A Dissertation on Sauerkraut

Tonight we’re having sauerkraut, knockwurst, and mashed potatoes for dinner. My recipe is pretty simple. Chop a small onion, core, peel and chop a small apple, and put them in a pot with a pound of sauerkraut and a bottle of beer. Add caraway if you like caraway. Simmer for about twenty minutes. Add two knockwurst and simmer for an additional 15 minutes. That’s it.

Whenever I eat sauerkraut it invariably occurs to me that it’s probably the only thing that kept my ancestors alive in the wintertime. A smallish 100 gm. serving of sauerkraut has nearly 20% of your daily requirement of vitamin C. You won’t get scurvy as long as you’re eating sauerkraut.

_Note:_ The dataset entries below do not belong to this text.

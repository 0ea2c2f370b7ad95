//! One backup run: load baseline, reconcile, write, publish.

use crate::budget::RequestBudget;
use crate::config::Config;
use crate::dataset::{self, Dataset};
use crate::error::BackupResult;
use crate::publish::{PublishOutcome, Publisher};
use crate::reconcile::{Reconciler, StopReason};
use crate::row::RowBuilder;
use chrono::NaiveDate;
use fitbit_client::FitbitClient;
use fitbit_client::http_client::ReqwestFitbitClient;
use fitbit_client::token_store::TokenStore;
use std::path::PathBuf;
use std::sync::Arc;

#[derive(Clone, Debug)]
pub struct RunSummary {
    pub rows: usize,
    pub fetched: usize,
    pub missing: usize,
    pub requests: u32,
    pub stop: StopReason,
    pub output: PathBuf,
    pub publish: Option<PublishOutcome>,
}

/// Build an API client whose refreshed tokens are written back to the
/// credential file.
pub fn connect(config: &Config) -> BackupResult<Arc<ReqwestFitbitClient>> {
    let store = Arc::new(TokenStore::open(&config.env_file));
    let tokens = store.load()?;
    let client = ReqwestFitbitClient::from_config(&config.client, tokens)?.with_observer(store);
    Ok(Arc::new(client))
}

/// Load the last published dataset.
///
/// Reads `FITBIT_DATASET_URL` when set. Otherwise, when publishing is on, the
/// copy tracked by the data repository is the baseline, so a run never
/// replaces the published history with just the fetched window.
pub async fn load_baseline(config: &Config) -> BackupResult<Dataset> {
    match (&config.dataset_source, &config.data_repo) {
        (Some(source), _) => {
            let http = reqwest::Client::builder().build()?;
            dataset::load_baseline(&http, source).await
        }
        (None, Some(repo)) => match publisher(config, repo).tracked_contents().await? {
            Some(bytes) => {
                let dataset = Dataset::from_csv_reader(bytes.as_slice())?;
                tracing::info!(
                    %repo,
                    rows = dataset.len(),
                    last = ?dataset.last_date(),
                    "loaded baseline from data repository"
                );
                Ok(dataset)
            }
            None => {
                tracing::warn!(%repo, "data repository has no dataset yet; starting empty");
                Ok(Dataset::new())
            }
        },
        (None, None) => {
            tracing::warn!("FITBIT_DATASET_URL not set; starting from an empty dataset");
            Ok(Dataset::new())
        }
    }
}

fn publisher(config: &Config, repo: &str) -> Publisher {
    Publisher::new(repo)
        .with_target_path(config.data_path.clone())
        .with_commit_message(config.commit_message.clone())
        .with_author(config.author_name.clone(), config.author_email.clone())
}

pub async fn run(config: &Config) -> BackupResult<RunSummary> {
    let client = connect(config)?;
    run_with_client(config, client, chrono::Local::now().date_naive()).await
}

pub async fn run_with_client(
    config: &Config,
    client: Arc<dyn FitbitClient>,
    today: NaiveDate,
) -> BackupResult<RunSummary> {
    let baseline = load_baseline(config).await?;

    let rows = RowBuilder::new(client, config.filter).with_heart_rate(config.include_heart_rate);
    let reconciler = Reconciler::new(rows, config.lookback_days);
    let mut budget = RequestBudget::new(config.request_ceiling);
    let report = reconciler.reconcile(baseline, today, &mut budget).await?;
    metrics::counter!("fitbit_backup_days_fetched_total").increment(report.fetched.len() as u64);
    metrics::counter!("fitbit_backup_days_missing_total").increment(report.missing.len() as u64);
    metrics::histogram!("fitbit_backup_requests_per_run").record(f64::from(report.requests));
    if report.is_partial() {
        metrics::counter!("fitbit_backup_partial_runs_total", "reason" => report.stop.as_str())
            .increment(1);
        tracing::warn!(stop = ?report.stop, "sync incomplete; publishing partial results");
    }

    let output = dataset::write(&report.dataset, &config.output_file)?;

    let publish = match &config.data_repo {
        Some(repo) => Some(publisher(config, repo).publish(&output).await?),
        None => {
            tracing::info!("FITBIT_DATA_REPO not set; skipping publish");
            None
        }
    };

    Ok(RunSummary {
        rows: report.dataset.len(),
        fetched: report.fetched.len(),
        missing: report.missing.len(),
        requests: report.requests,
        stop: report.stop,
        output,
        publish,
    })
}

/// Run once; on an authentication failure force a token refresh and retry
/// the whole run a single time.
pub async fn run_with_reauth(config: &Config) -> BackupResult<RunSummary> {
    match run(config).await {
        Err(e) if e.is_auth() => {
            tracing::warn!(
                error = %e,
                "authentication failed; refreshing tokens and retrying once"
            );
            let client = connect(config)?;
            client.refresh_tokens().await.inspect_err(|e| {
                tracing::error!(
                    error = %e,
                    "token refresh failed; re-authorize the app and update the credential file"
                );
            })?;
            run(config).await
        }
        other => other,
    }
}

There’s nothing magical about sauerkraut. It’s basically just pickled cabbage. The sour taste comes from lactic acid, the natural product of fermentation. If you can get ahold of some unpasteurized sauerkraut, generally sold in jars, you can get a sourer taste from your homemade sauerkraut by inoculating it with unpasteurized sauerkraut you’ve bought, a sort of sourdough process.

Although it’s generally associated with Germanic cultures, sauerkraut in one form or another is made and eaten wherever cabbages grow, from Ireland to China and as far south as Italy and the Balkans. Not all sauerkraut is chopped. Whole pickled cabbage is great if you can get it. Nothing like it for making stuffed cabbage leaves.

7 comments… add one
  • sam Link

    It just occurred to me that kimchee is Korean sauerkraut…

  • Of course. Somewhere around here I’ve got a good recipe for kimchee I might share. It’s hard to get really good kimchee unless you make it yourself.

  • steve Link

    Cant do sauerkraut, but wife loves it (Pennsylvania Dutch). Uncooked pickled cabbage yes, including kimchee. That said, the wife makes a pork roast in Sauerkraut for New Years that is quite good, that also includes knockwurst and is served with mashed potatoes. I scrape off the sauerkraut.

    Steve

  • sam Link

    I’m gonna try that sauerkraut-knockwurst (or some such)-mashed potatoes meal. We have two go-too comfort meals hereabouts: Bangers and Smash, and hot Italian sausage and mac and cheese. SKM sounds like a nice addition to the armamentarium.

  • Funny you should mention hot Italian sausage and mac and cheese. The first meal I prepared for myself after my starvation period during graduate school was hot Italian sausage and gussied-up mac and cheese.

    35 minutes ain’t bad for a meal as tasty as the sauerkraut-knockwurst-mashed potatoes. Cleanup is easy, too.

  • Tom Strong Link

    Intriguing. I used to pickle sauerkraut (and kimchi) regularly at home, but our current apartment doesn’t have the space to allow for such experiments (or smells). I’ve never cooked it like this though. Sounds tasty.

  • Drew Link

    I thought this was a very interesting post. (and steve, if you can’t stomach the “pickleyness” of sauerkraut, read on.)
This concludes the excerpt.